▶ [Records provided]:
____
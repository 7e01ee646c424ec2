#![allow(dead_code)]

use chrono::{DateTime, Duration, TimeZone, Utc};
use profswitch::error::{AppError, AppResult};
use profswitch::models::{RateTable, Snapshot};
use profswitch::services::RevenueSource;
use profswitch::CoinConfig;
use std::collections::HashMap;
use std::path::PathBuf;
use std::sync::atomic::{AtomicUsize, Ordering};
use std::sync::Mutex;

static PATH_COUNTER: AtomicUsize = AtomicUsize::new(0);

/// Unique scratch file path under the system temp dir
pub fn temp_history_path(label: &str) -> PathBuf {
    let n = PATH_COUNTER.fetch_add(1, Ordering::SeqCst);
    std::env::temp_dir().join(format!(
        "profswitch-{}-{}-{}.json",
        label,
        std::process::id(),
        n
    ))
}

/// Fixed base time plus `minutes`
pub fn at(minutes: i64) -> DateTime<Utc> {
    Utc.with_ymd_and_hms(2024, 3, 1, 8, 0, 0).unwrap() + Duration::minutes(minutes)
}

pub fn snapshot(minutes: i64, coins: &[(&str, f64)], active: &str, switched: bool) -> Snapshot {
    coins
        .iter()
        .fold(Snapshot::new(at(minutes)), |s, (ticker, value)| {
            s.with_coin(ticker, *value, value / 1000.0)
        })
        .with_active(active, switched)
}

pub fn coin(ticker: &str) -> CoinConfig {
    CoinConfig {
        ticker: ticker.to_string(),
        revenue_ticker: None,
        profile_id: format!("profile-{}", ticker.to_lowercase()),
    }
}

/// In-memory rate and revenue source
#[derive(Default)]
pub struct StubSource {
    pub rates: RateTable,
    pub revenue: HashMap<String, f64>,
    pub fail_rates: bool,
    pub requested: Mutex<Vec<(String, u64)>>,
}

impl StubSource {
    pub fn new() -> Self {
        let mut source = Self::default();
        source.rates.fiat.insert("USD".to_string(), 1.0);
        source.rates.crypto.insert("BTC".to_string(), 20_000.0);
        source
    }

    pub fn with_coin(mut self, ticker: &str, price: f64, revenue: f64) -> Self {
        self.rates.crypto.insert(ticker.to_string(), price);
        self.revenue.insert(ticker.to_string(), revenue);
        self
    }

    pub fn with_fiat(mut self, currency: &str, rate: f64) -> Self {
        self.rates.fiat.insert(currency.to_string(), rate);
        self
    }

    pub fn requested_tickers(&self) -> Vec<String> {
        let mut tickers: Vec<String> = self
            .requested
            .lock()
            .unwrap()
            .iter()
            .map(|(t, _)| t.clone())
            .collect();
        tickers.sort();
        tickers
    }
}

impl RevenueSource for StubSource {
    async fn fetch_rates(&self) -> AppResult<RateTable> {
        if self.fail_rates {
            return Err(AppError::ExternalService("rates unavailable".to_string()));
        }
        Ok(self.rates.clone())
    }

    async fn fetch_daily_revenue(&self, ticker: &str, hashrate: u64) -> AppResult<f64> {
        self.requested
            .lock()
            .unwrap()
            .push((ticker.to_string(), hashrate));
        self.revenue
            .get(ticker)
            .copied()
            .ok_or_else(|| AppError::ExternalService(format!("no revenue for {}", ticker)))
    }
}
//! REST clients for the rate/revenue pool API and the worker proxy API.

pub mod kryptex;
pub mod proxy;

pub use kryptex::KryptexClient;
pub use proxy::ProxyClient;

use crate::error::{AppError, AppResult};
use reqwest::Response;

/// Turn a non-2xx response into an `ExternalService` error carrying status and body
pub(crate) async fn check_status(url: &str, response: Response) -> AppResult<Response> {
    let status = response.status();
    if status.is_success() {
        return Ok(response);
    }

    let body = response.text().await.unwrap_or_default();
    Err(AppError::ExternalService(format!(
        "request {}: status {}: {}",
        url,
        status.as_u16(),
        body.trim()
    )))
}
____
▶ [Task to carry out]:
Return only those lines that run from the one containing "let status = response.status();" through the end of the entries, keeping each exactly as written.

▶ [Result of the exercise]:
    let status = response.status();
    if status.is_success() {
        return Ok(response);
    }

    let body = response.text().await.unwrap_or_default();
    Err(AppError::ExternalService(format!(
        "request {}: status {}: {}",
        url,
        status.as_u16(),
        body.trim()
    )))
}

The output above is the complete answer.